The businessman claimed market forces had put pressure on his businesses, forcing him to take the difficult decision to begin evading tax to prop them up.
Investigators, however, have said the problems were the result of Newing-Davis using his empire to fund a luxury lifestyle he could not afford by legal means.
They have also rubbished claims made in court that he is now a near penniless London bus driver who has a roof over his head thanks to the generosity of the YMCA.
HMRC has confirmed his family’s assets — in particular those in France where his wife and two children live full-time — will be the focus of proceeds of crime legislation.
After discovering evidence of fraud in 2012, investigators pored over his business records for months, comparing them with what he declared on tax returns, to snare the businessman.
They said the 46-year-old had carried out the fraud while enjoying a comfortable lifestyle, including a holiday home in France and a nanny for his children.

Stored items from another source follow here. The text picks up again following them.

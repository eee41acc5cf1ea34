//! Academic-institution management backend
//!
//! REST API over a relational store: users and roles, students and teachers,
//! academic structure (filières, promotions, modules), grading (notes,
//! bulletins), attendance (séances, présences), timetables and file
//! resources, protected end to end by JWT-based role authorization.

pub mod auth;
pub mod config;
pub mod domain;
pub mod server;
pub mod storage;
pub mod utils;

pub use config::Config;
pub use utils::error::{ApiError, Result};
//! Backend entry point

use academix::{server, Config};
use std::process::ExitCode;
use tracing_subscriber::EnvFilter;

#[tokio::main]
async fn main() -> ExitCode {
    dotenvy::dotenv().ok();

    tracing_subscriber::fmt()
        .with_env_filter(EnvFilter::try_from_default_env().unwrap_or_else(|_| "info".into()))
        .with_target(false)
        .init();

    let config = match Config::from_env() {
        Ok(config) => config,
        Err(e) => {
            eprintln!("Error: {}", e);
            return ExitCode::FAILURE;
        }
    };

    match server::run(config).await {
        Ok(()) => ExitCode::SUCCESS,
        Err(e) => {
            eprintln!("Error: {}", e);
            ExitCode::FAILURE
        }
    }
}
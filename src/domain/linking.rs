//! Outcome of the post-registration student link step

use serde::Serialize;
use uuid::Uuid;

/// Result of trying to attach an existing student profile to a freshly
/// registered account. Reported explicitly in the registration response;
/// never swallowed.
#[derive(Debug, Clone, PartialEq, Eq, Serialize)]
#[serde(tag = "status", rename_all = "snake_case")]
pub enum LinkOutcome {
    /// An unlinked student matched and is now attached
    Linked { student_id: Uuid },
    /// The matched student already belongs to another account
    AlreadyLinked,
    /// Nothing matched the provided matricule
    NoMatch,
    /// No matricule was provided, so no link was attempted
    NotAttempted,
}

Anne-Marie Gordon is the assistant director of HMRC’s Fraud Investigation Service, which brought down his floundering business empire.
She said he had formed a “scheme” to defraud the taxpayer with a view to benefiting himself and his wife Sarah, who was named as his co-accused when court proceedings began some years ago.
“Newing-Davis thought he had covered his tracks, but his scheme to steal from the public to fund a lifestyle well beyond his means has landed him in jail,” Ms Gordon said.
“Most people pay the tax they owe, when they owe it, knowing they are contributing to public services.
“A small minority think they are above the law and should get those same services for free.
“That isn’t fair and HMRC works tirelessly so that no-one is beyond our reach.”
Newing-Davis, formerly of Bankfoot, ran an agency that supplied trained staff to the UK rail industry, Trainpeople.co.uk.
He repeatedly falsified its accounts to prop up his second struggling business, Ptarmigan Transport Solutions.
The court proceedings are far from Newing-Davis’ first brush with the law as he also found trouble as boss of Bankfoot busses.
Fraud investigations also took place into the company’s claiming of Scottish Government subsidies and he was banned from holding an operator’s licence following a legal battle with transport giant Stagecoach.
He was accused of copying their business practices and even their livery.